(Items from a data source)
☆ ☆ ☆ ☆ ☆
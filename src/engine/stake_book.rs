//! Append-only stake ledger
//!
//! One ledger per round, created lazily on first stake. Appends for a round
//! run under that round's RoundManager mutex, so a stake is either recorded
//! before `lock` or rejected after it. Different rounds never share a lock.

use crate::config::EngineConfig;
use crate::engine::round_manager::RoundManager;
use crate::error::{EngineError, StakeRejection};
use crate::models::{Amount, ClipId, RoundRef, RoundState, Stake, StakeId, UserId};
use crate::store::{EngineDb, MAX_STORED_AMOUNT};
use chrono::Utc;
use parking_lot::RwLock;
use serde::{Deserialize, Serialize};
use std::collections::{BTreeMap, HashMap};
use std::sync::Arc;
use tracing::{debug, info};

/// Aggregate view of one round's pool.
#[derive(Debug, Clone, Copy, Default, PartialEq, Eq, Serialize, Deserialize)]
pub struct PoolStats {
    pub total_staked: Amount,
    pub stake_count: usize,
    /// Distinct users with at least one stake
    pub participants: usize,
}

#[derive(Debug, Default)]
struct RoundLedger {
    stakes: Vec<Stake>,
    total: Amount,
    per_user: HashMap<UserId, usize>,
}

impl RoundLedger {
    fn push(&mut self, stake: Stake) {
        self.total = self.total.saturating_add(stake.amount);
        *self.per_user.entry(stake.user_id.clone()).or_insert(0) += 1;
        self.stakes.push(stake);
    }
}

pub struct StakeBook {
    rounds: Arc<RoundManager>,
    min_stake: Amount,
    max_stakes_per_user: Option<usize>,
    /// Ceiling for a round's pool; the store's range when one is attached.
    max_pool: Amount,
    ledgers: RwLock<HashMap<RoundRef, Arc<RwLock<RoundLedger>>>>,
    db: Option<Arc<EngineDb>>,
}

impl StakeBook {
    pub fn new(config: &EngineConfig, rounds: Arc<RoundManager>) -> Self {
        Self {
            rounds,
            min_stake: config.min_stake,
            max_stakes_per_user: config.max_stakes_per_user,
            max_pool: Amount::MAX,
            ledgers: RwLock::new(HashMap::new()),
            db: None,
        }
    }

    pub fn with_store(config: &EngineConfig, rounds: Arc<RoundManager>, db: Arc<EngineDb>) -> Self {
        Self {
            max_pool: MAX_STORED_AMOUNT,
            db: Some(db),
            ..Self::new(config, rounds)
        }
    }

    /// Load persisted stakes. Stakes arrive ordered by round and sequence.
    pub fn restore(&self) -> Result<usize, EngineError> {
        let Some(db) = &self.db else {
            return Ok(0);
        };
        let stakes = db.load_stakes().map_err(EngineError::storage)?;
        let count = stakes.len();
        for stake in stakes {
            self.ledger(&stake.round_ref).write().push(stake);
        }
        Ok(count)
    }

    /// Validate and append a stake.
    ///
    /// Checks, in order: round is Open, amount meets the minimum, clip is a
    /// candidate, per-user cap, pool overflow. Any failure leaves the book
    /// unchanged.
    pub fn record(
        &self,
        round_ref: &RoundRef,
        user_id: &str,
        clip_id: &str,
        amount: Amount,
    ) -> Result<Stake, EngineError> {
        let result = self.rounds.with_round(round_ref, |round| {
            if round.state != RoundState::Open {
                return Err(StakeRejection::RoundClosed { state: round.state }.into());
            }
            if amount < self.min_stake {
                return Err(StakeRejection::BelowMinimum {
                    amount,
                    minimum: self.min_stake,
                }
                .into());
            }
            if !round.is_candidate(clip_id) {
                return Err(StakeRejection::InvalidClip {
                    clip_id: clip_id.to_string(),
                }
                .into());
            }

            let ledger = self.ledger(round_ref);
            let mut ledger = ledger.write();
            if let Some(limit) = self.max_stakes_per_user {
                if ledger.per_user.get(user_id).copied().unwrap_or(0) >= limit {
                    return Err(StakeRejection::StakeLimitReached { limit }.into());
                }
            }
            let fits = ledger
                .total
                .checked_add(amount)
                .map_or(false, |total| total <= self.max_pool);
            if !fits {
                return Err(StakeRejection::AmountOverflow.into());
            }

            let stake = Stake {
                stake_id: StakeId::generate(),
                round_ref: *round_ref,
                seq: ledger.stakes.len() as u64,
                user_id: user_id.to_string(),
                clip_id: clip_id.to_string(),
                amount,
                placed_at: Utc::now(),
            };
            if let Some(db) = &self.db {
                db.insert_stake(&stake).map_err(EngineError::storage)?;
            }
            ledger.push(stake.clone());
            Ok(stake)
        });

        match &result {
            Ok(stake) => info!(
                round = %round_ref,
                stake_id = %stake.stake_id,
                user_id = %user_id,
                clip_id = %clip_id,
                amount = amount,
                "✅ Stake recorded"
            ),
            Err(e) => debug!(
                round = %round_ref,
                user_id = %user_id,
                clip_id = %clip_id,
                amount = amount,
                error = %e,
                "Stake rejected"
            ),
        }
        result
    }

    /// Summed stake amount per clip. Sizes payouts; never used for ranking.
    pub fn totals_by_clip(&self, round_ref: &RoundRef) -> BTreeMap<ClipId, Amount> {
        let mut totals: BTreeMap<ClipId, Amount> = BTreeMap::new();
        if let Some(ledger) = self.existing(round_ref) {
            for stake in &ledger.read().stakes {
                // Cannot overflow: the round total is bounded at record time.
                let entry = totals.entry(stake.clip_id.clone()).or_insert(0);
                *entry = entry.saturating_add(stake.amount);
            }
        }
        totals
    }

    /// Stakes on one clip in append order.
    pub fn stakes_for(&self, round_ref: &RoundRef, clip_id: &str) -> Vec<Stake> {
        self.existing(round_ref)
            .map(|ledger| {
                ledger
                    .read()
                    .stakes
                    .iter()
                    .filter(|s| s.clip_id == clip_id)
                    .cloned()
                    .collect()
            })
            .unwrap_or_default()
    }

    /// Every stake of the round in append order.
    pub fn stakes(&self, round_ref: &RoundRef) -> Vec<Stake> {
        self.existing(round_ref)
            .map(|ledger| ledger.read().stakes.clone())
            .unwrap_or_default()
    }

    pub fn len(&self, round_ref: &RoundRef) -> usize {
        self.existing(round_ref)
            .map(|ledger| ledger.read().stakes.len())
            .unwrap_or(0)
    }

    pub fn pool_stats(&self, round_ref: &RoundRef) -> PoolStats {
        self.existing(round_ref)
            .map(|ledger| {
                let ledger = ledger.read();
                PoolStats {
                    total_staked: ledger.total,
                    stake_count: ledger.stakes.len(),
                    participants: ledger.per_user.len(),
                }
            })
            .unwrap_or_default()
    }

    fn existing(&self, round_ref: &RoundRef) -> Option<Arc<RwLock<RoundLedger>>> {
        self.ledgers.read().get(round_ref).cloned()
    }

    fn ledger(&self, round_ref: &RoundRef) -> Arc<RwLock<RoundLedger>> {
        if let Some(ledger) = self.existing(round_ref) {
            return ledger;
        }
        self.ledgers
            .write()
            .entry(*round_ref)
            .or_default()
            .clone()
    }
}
☆ ☆ ☆ ☆ ☆
**PROBLEM TO WORK ON**
Your response should consist of the records, printed exactly.

**ANSWER SPACE**
filename src/engine/stake_book.rs
//! Append-only stake ledger
//!
//! One ledger per round, created lazily on first stake. Appends for a round
//! run under that round's RoundManager mutex, so a stake is either recorded
//! before `lock` or rejected after it. Different rounds never share a lock.

use crate::config::EngineConfig;
use crate::engine::round_manager::RoundManager;
use crate::error::{EngineError, StakeRejection};
use crate::models::{Amount, ClipId, RoundRef, RoundState, Stake, StakeId, UserId};
use crate::store::{EngineDb, MAX_STORED_AMOUNT};
use chrono::Utc;
use parking_lot::RwLock;
use serde::{Deserialize, Serialize};
use std::collections::{BTreeMap, HashMap};
use std::sync::Arc;
use tracing::{debug, info};

/// Aggregate view of one round's pool.
#[derive(Debug, Clone, Copy, Default, PartialEq, Eq, Serialize, Deserialize)]
pub struct PoolStats {
    pub total_staked: Amount,
    pub stake_count: usize,
    /// Distinct users with at least one stake
    pub participants: usize,
}

#[derive(Debug, Default)]
struct RoundLedger {
    stakes: Vec<Stake>,
    total: Amount,
    per_user: HashMap<UserId, usize>,
}

impl RoundLedger {
    fn push(&mut self, stake: Stake) {
        self.total = self.total.saturating_add(stake.amount);
        *self.per_user.entry(stake.user_id.clone()).or_insert(0) += 1;
        self.stakes.push(stake);
    }
}

pub struct StakeBook {
    rounds: Arc<RoundManager>,
    min_stake: Amount,
    max_stakes_per_user: Option<usize>,
    /// Ceiling for a round's pool; the store's range when one is attached.
    max_pool: Amount,
    ledgers: RwLock<HashMap<RoundRef, Arc<RwLock<RoundLedger>>>>,
    db: Option<Arc<EngineDb>>,
}

impl StakeBook {
    pub fn new(config: &EngineConfig, rounds: Arc<RoundManager>) -> Self {
        Self {
            rounds,
            min_stake: config.min_stake,
            max_stakes_per_user: config.max_stakes_per_user,
            max_pool: Amount::MAX,
            ledgers: RwLock::new(HashMap::new()),
            db: None,
        }
    }

    pub fn with_store(config: &EngineConfig, rounds: Arc<RoundManager>, db: Arc<EngineDb>) -> Self {
        Self {
            max_pool: MAX_STORED_AMOUNT,
            db: Some(db),
            ..Self::new(config, rounds)
        }
    }

    /// Load persisted stakes. Stakes arrive ordered by round and sequence.
    pub fn restore(&self) -> Result<usize, EngineError> {
        let Some(db) = &self.db else {
            return Ok(0);
        };
        let stakes = db.load_stakes().map_err(EngineError::storage)?;
        let count = stakes.len();
        for stake in stakes {
            self.ledger(&stake.round_ref).write().push(stake);
        }
        Ok(count)
    }

    /// Validate and append a stake.
    ///
    /// Checks, in order: round is Open, amount meets the minimum, clip is a
    /// candidate, per-user cap, pool overflow. Any failure leaves the book
    /// unchanged.
    pub fn record(
        &self,
        round_ref: &RoundRef,
        user_id: &str,
        clip_id: &str,
        amount: Amount,
    ) -> Result<Stake, EngineError> {
        let result = self.rounds.with_round(round_ref, |round| {
            if round.state != RoundState::Open {
                return Err(StakeRejection::RoundClosed { state: round.state }.into());
            }
            if amount < self.min_stake {
                return Err(StakeRejection::BelowMinimum {
                    amount,
                    minimum: self.min_stake,
                }
                .into());
            }
            if !round.is_candidate(clip_id) {
                return Err(StakeRejection::InvalidClip {
                    clip_id: clip_id.to_string(),
                }
                .into());
            }

            let ledger = self.ledger(round_ref);
            let mut ledger = ledger.write();
            if let Some(limit) = self.max_stakes_per_user {
                if ledger.per_user.get(user_id).copied().unwrap_or(0) >= limit {
                    return Err(StakeRejection::StakeLimitReached { limit }.into());
                }
            }
            let fits = ledger
                .total
                .checked_add(amount)
                .map_or(false, |total| total <= self.max_pool);
            if !fits {
                return Err(StakeRejection::AmountOverflow.into());
            }

            let stake = Stake {
                stake_id: StakeId::generate(),
                round_ref: *round_ref,
                seq: ledger.stakes.len() as u64,
                user_id: user_id.to_string(),
                clip_id: clip_id.to_string(),
                amount,
                placed_at: Utc::now(),
            };
            if let Some(db) = &self.db {
                db.insert_stake(&stake).map_err(EngineError::storage)?;
            }
            ledger.push(stake.clone());
            Ok(stake)
        });

        match &result {
            Ok(stake) => info!(
                round = %round_ref,
                stake_id = %stake.stake_id,
                user_id = %user_id,
                clip_id = %clip_id,
                amount = amount,
                "✅ Stake recorded"
            ),
            Err(e) => debug!(
                round = %round_ref,
                user_id = %user_id,
                clip_id = %clip_id,
                amount = amount,
                error = %e,
                "Stake rejected"
            ),
        }
        result
    }

    /// Summed stake amount per clip. Sizes payouts; never used for ranking.
    pub fn totals_by_clip(&self, round_ref: &RoundRef) -> BTreeMap<ClipId, Amount> {
        let mut totals: BTreeMap<ClipId, Amount> = BTreeMap::new();
        if let Some(ledger) = self.existing(round_ref) {
            for stake in &ledger.read().stakes {
                // Cannot overflow: the round total is bounded at record time.
                let entry = totals.entry(stake.clip_id.clone()).or_insert(0);
                *entry = entry.saturating_add(stake.amount);
            }
        }
        totals
    }

    /// Stakes on one clip in append order.
    pub fn stakes_for(&self, round_ref: &RoundRef, clip_id: &str) -> Vec<Stake> {
        self.existing(round_ref)
            .map(|ledger| {
                ledger
                    .read()
                    .stakes
                    .iter()
                    .filter(|s| s.clip_id == clip_id)
                    .cloned()
                    .collect()
            })
            .unwrap_or_default()
    }

    /// Every stake of the round in append order.
    pub fn stakes(&self, round_ref: &RoundRef) -> Vec<Stake> {
        self.existing(round_ref)
            .map(|ledger| ledger.read().stakes.clone())
            .unwrap_or_default()
    }

    pub fn len(&self, round_ref: &RoundRef) -> usize {
        self.existing(round_ref)
            .map(|ledger| ledger.read().stakes.len())
            .unwrap_or(0)
    }

    pub fn pool_stats(&self, round_ref: &RoundRef) -> PoolStats {
        self.existing(round_ref)
            .map(|ledger| {
                let ledger = ledger.read();
                PoolStats {
                    total_staked: ledger.total,
                    stake_count: ledger.stakes.len(),
                    participants: ledger.per_user.len(),
                }
            })
            .unwrap_or_default()
    }

    fn existing(&self, round_ref: &RoundRef) -> Option<Arc<RwLock<RoundLedger>>> {
        self.ledgers.read().get(round_ref).cloned()
    }

    fn ledger(&self, round_ref: &RoundRef) -> Arc<RwLock<RoundLedger>> {
        if let Some(ledger) = self.existing(round_ref) {
            return ledger;
        }
        self.ledgers
            .write()
            .entry(*round_ref)
            .or_default()
            .clone()
    }
}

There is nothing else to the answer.